Teófilo presta atención a la radio del vecino, perfectamente audible a través del débil tabique de cañizo y yeso que lo separa de la buhardilla paredaña. Radio Nacional emite varias veces al día la consigna oficial, que ya se sabe de memoria:
«¡Españoles, alerta! —avisa la voz vibrante del speaker Fernando Fernández de Córdoba—. ¡La paz no es un reposo cómodo y cobarde frente a la Historia! ¡La sangre de los que cayeron por la Patria no consiente el olvido, la esterilidad, ni la traición! ¡Españoles, alerta! ¡España sigue en pie de guerra contra todo enemigo del interior o del exterior!»

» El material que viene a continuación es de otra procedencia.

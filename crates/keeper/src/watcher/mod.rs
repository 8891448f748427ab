//! Watcher daemon: bundle change detection and zero-downtime reload.
//!
//! Runs next to the TLS-terminating proxy. Blocks until certificate
//! material first appears (the cold-start ordering race against the
//! issuer), then watches the live directory and drives the proxy's
//! validate-then-reload primitives on each real change. A candidate that
//! fails validation is never applied: availability beats freshness, the
//! proxy keeps serving the previous known-good bundle.
//!
//! The state machine is explicit so tests can assert on transitions:
//!
//! ```text
//! AwaitingCertificate --bundle appears--> Serving
//! Serving --watch subscription error--> WatchLost
//! WatchLost --re-arm attempt--> Serving
//! ```

use std::fmt;
use std::time::Instant;

use chrono::Utc;
use notify::{RecommendedWatcher, RecursiveMode, Watcher as _};
use tokio::sync::mpsc;
use tracing::{debug, info, trace, warn};

use certkeeper_config::Config;

use crate::bundle::{validate_bundle, BundleStore, Fingerprint, StoreError};
use crate::errors::KeeperError;
use crate::reload::{DrainCoordinator, ReloadTarget};
use crate::shutdown::Shutdown;

/// Polls in WatchLost before trying to re-arm the filesystem watch.
const REARM_AFTER_POLLS: u32 = 5;

/// Watcher lifecycle state.
#[derive(Debug, Clone, Copy, PartialEq, Eq)]
pub enum WatcherState {
    /// No bundle published yet; polling until one appears.
    AwaitingCertificate,
    /// Bundle live, filesystem watch armed.
    Serving,
    /// Watch subscription dropped; degraded to polling until re-armed.
    WatchLost,
}

impl fmt::Display for WatcherState {
    fn fmt(&self, f: &mut fmt::Formatter<'_>) -> fmt::Result {
        match self {
            Self::AwaitingCertificate => write!(f, "awaiting-certificate"),
            Self::Serving => write!(f, "serving"),
            Self::WatchLost => write!(f, "watch-lost"),
        }
    }
}

/// Result of one change check.
#[derive(Debug, Clone, PartialEq, Eq)]
pub enum ReloadOutcome {
    /// Nothing published (or it vanished).
    NoBundle,
    /// Bundle present but identical to what the proxy already serves.
    Unchanged,
    /// Candidate rejected by the validation gate; old bundle stays live.
    Rejected,
    /// Validated and swapped in.
    Reloaded,
}

enum ServeExit {
    Shutdown,
    WatchFailed,
}

/// The watcher daemon.
pub struct WatcherDaemon<R: ReloadTarget> {
    store: BundleStore,
    target: R,
    config: Config,
    state: WatcherState,
    /// Fingerprint of the bundle the proxy currently serves.
    active: Option<Fingerprint>,
    drain: DrainCoordinator,
}

impl<R: ReloadTarget> WatcherDaemon<R> {
    pub fn new(config: Config, target: R) -> Self {
        let store = BundleStore::open(&config.bundle.root);
        let drain = DrainCoordinator::new(config.watcher.drain_timeout());
        Self {
            store,
            target,
            config,
            state: WatcherState::AwaitingCertificate,
            active: None,
            drain,
        }
    }

    pub fn state(&self) -> WatcherState {
        self.state
    }

    /// Fingerprint of the currently applied bundle, if any.
    pub fn active_fingerprint(&self) -> Option<Fingerprint> {
        self.active
    }

    /// Run until shutdown. Returns an error only for fatal conditions.
    pub async fn run(mut self, mut shutdown: Shutdown) -> Result<(), KeeperError> {
        info!(
            domain = %self.config.primary_domain(),
            live_dir = %self.store.live_dir().display(),
            "Starting watcher daemon"
        );

        loop {
            match self.state {
                WatcherState::AwaitingCertificate => {
                    if !self.await_certificate(&mut shutdown).await? {
                        break;
                    }
                    self.transition(WatcherState::Serving);
                }
                WatcherState::Serving => match self.serve(&mut shutdown).await? {
                    ServeExit::Shutdown => break,
                    ServeExit::WatchFailed => self.transition(WatcherState::WatchLost),
                },
                WatcherState::WatchLost => {
                    if !self.degraded_poll(&mut shutdown).await? {
                        break;
                    }
                    self.transition(WatcherState::Serving);
                }
            }
        }

        info!("Watcher shutting down, draining in-flight work");
        self.drain.wait_idle().await;
        Ok(())
    }

    fn transition(&mut self, next: WatcherState) {
        if self.state != next {
            info!(from = %self.state, to = %next, "Watcher state transition");
            self.state = next;
        }
    }

    /// Poll until a bundle appears and applies cleanly. Returns `false` on
    /// shutdown.
    ///
    /// Progress is logged on a fixed interval so an operator can tell
    /// "still booting, issuer not done yet" apart from "stuck".
    async fn await_certificate(&mut self, shutdown: &mut Shutdown) -> Result<bool, KeeperError> {
        let started = Instant::now();
        let mut last_logged = Instant::now();

        loop {
            match self.check_once("startup poll").await? {
                ReloadOutcome::Reloaded => return Ok(true),
                ReloadOutcome::Unchanged => {
                    // Possible after WatchLost recovery took a detour
                    // through here; the bundle is already applied.
                    return Ok(true);
                }
                ReloadOutcome::NoBundle | ReloadOutcome::Rejected => {}
            }

            if last_logged.elapsed() >= self.config.watcher.waiting_log_interval() {
                info!(
                    elapsed_secs = started.elapsed().as_secs(),
                    live_path = %self.store.live_path(self.config.primary_domain()).display(),
                    "Still waiting for certificate bundle to appear"
                );
                last_logged = Instant::now();
            }

            tokio::select! {
                _ = tokio::time::sleep(self.config.watcher.poll_interval()) => {}
                _ = shutdown.recv() => return Ok(false),
            }
        }
    }

    /// Serve with the filesystem watch armed. A fallback poll still runs so
    /// a missed event cannot hide a new bundle for long.
    async fn serve(&mut self, shutdown: &mut Shutdown) -> Result<ServeExit, KeeperError> {
        let live_dir = self.store.live_dir();

        let (tx, mut rx) = mpsc::unbounded_channel();
        let mut watcher: RecommendedWatcher =
            match notify::recommended_watcher(move |event: notify::Result<notify::Event>| {
                let _ = tx.send(event);
            }) {
                Ok(watcher) => watcher,
                Err(e) => {
                    warn!(error = %e, "Failed to create filesystem watcher");
                    return Ok(ServeExit::WatchFailed);
                }
            };

        if let Err(e) = watcher.watch(&live_dir, RecursiveMode::NonRecursive) {
            warn!(
                path = %live_dir.display(),
                error = %e,
                "Failed to arm filesystem watch"
            );
            return Ok(ServeExit::WatchFailed);
        }
        debug!(path = %live_dir.display(), "Filesystem watch armed");

        loop {
            tokio::select! {
                event = rx.recv() => match event {
                    Some(Ok(event)) => {
                        if matches!(event.kind, notify::EventKind::Access(_)) {
                            trace!(?event, "Ignoring access event");
                            continue;
                        }
                        debug!(kind = ?event.kind, "Bundle directory changed");
                        self.settle(&mut rx).await;
                        self.check_once("watch event").await?;
                    }
                    Some(Err(e)) => {
                        warn!(error = %e, "Filesystem watch error");
                        return Ok(ServeExit::WatchFailed);
                    }
                    None => {
                        warn!("Filesystem watch channel closed");
                        return Ok(ServeExit::WatchFailed);
                    }
                },
                _ = tokio::time::sleep(self.config.watcher.poll_interval()) => {
                    trace!("Fallback poll");
                    self.check_once("fallback poll").await?;
                }
                _ = shutdown.recv() => return Ok(ServeExit::Shutdown),
            }
        }
    }

    /// Debounce: one atomic swap can surface as several events; let them
    /// settle and drain the queue so the change is handled once.
    async fn settle(&self, rx: &mut mpsc::UnboundedReceiver<notify::Result<notify::Event>>) {
        let debounce = self.config.watcher.debounce();
        if debounce.is_zero() {
            return;
        }
        tokio::time::sleep(debounce).await;
        let mut drained = 0;
        while rx.try_recv().is_ok() {
            drained += 1;
        }
        if drained > 0 {
            trace!(drained, "Coalesced filesystem events");
        }
    }

    /// Polling-only operation after the watch subscription failed. Returns
    /// `false` on shutdown, `true` to attempt re-arming.
    async fn degraded_poll(&mut self, shutdown: &mut Shutdown) -> Result<bool, KeeperError> {
        warn!(
            polls_before_rearm = REARM_AFTER_POLLS,
            "Filesystem watch lost, falling back to polling"
        );

        for _ in 0..REARM_AFTER_POLLS {
            tokio::select! {
                _ = tokio::time::sleep(self.config.watcher.poll_interval()) => {
                    self.check_once("degraded poll").await?;
                }
                _ = shutdown.recv() => return Ok(false),
            }
        }

        debug!("Attempting to re-arm filesystem watch");
        Ok(true)
    }

    /// Load the live bundle and, when it changed, gate it through
    /// validation and reload the proxy.
    ///
    /// This is the watcher's whole decision procedure; everything else is
    /// plumbing that decides when to call it.
    pub async fn check_once(&mut self, trigger: &str) -> Result<ReloadOutcome, KeeperError> {
        let domain = self.config.primary_domain().to_string();

        let bundle = match self.store.load(&domain) {
            Ok(Some(bundle)) => bundle,
            Ok(None) => {
                if self.active.is_some() {
                    warn!(domain = %domain, "Live bundle disappeared; proxy keeps last-loaded material");
                }
                return Ok(ReloadOutcome::NoBundle);
            }
            Err(e) if e.is_fatal() => return Err(e.into()),
            Err(StoreError::Incomplete { missing, .. }) => {
                // Should be unobservable under the atomic-swap contract.
                warn!(domain = %domain, missing, "Observed incomplete bundle, skipping");
                return Ok(ReloadOutcome::NoBundle);
            }
            Err(e) => {
                warn!(domain = %domain, error = %e, "Failed to read live bundle");
                return Ok(ReloadOutcome::Rejected);
            }
        };

        if self.active == Some(bundle.fingerprint) {
            trace!(trigger, fingerprint = %bundle.fingerprint.short(), "Bundle unchanged");
            return Ok(ReloadOutcome::Unchanged);
        }

        info!(
            trigger,
            fingerprint = %bundle.fingerprint.short(),
            expires = %bundle.meta.not_after,
            "New certificate bundle detected"
        );

        let _inflight = self.drain.begin();

        // Gate 1: internal bundle checks (parse, expiry, coverage,
        // cert/key consistency).
        if let Err(rejection) = validate_bundle(&bundle, &self.config.issuer.domains, Utc::now()) {
            warn!(
                fingerprint = %bundle.fingerprint.short(),
                error = %rejection,
                "Candidate bundle failed validation, keeping current bundle"
            );
            return Ok(ReloadOutcome::Rejected);
        }

        // Gate 2: the proxy's own configuration check.
        if let Err(e) = self.target.validate().await {
            warn!(
                fingerprint = %bundle.fingerprint.short(),
                error = %e,
                "Proxy validation failed, keeping current bundle"
            );
            return Ok(ReloadOutcome::Rejected);
        }

        if let Err(e) = self.target.reload().await {
            // The reload command failed; the proxy is still on the old
            // material. Leaving `active` unset retries on the next check.
            warn!(error = %e, "Proxy reload failed, will retry");
            return Ok(ReloadOutcome::Rejected);
        }

        info!(
            fingerprint = %bundle.fingerprint.short(),
            expires = %bundle.meta.not_after,
            "Proxy reloaded with new certificate bundle"
        );
        self.active = Some(bundle.fingerprint);
        Ok(ReloadOutcome::Reloaded)
    }
}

Tras la proclama patriótica suena el Cara al Sol, el bello himno de Falange que la media España derrotada ha tenido que aprender. Antes de un discurso, conferencia, reparto de diplomas, sesión de cine o de circo, corrida de toros o partido de fútbol los asistentes entonan el Cara al Sol en posición de firmes, brazo en alto, mano extendida, en saludo fascista. Después del himno, la persona de más autoridad vocea los gritos de rigor que los espectadores deben corear con viril entusiasmo:
—¡España!
—¡Una!
—¡España!
—¡Grande!
—¡España!
—¡Libre!
—¡Arriba España!
—¡Arriba España!
—¡Viva Franco!
—¡Viva Franco!
Algunos españoles visten camisa azul para hacerse perdonar pasadas tibiezas; otros, para rentabilizar su contribución a la Victoria. El abuso adquiere tales proporciones que la propia Falange prohibirá la venta del tejido azul marino y el uso de la camisa, salvo en los actos oficiales.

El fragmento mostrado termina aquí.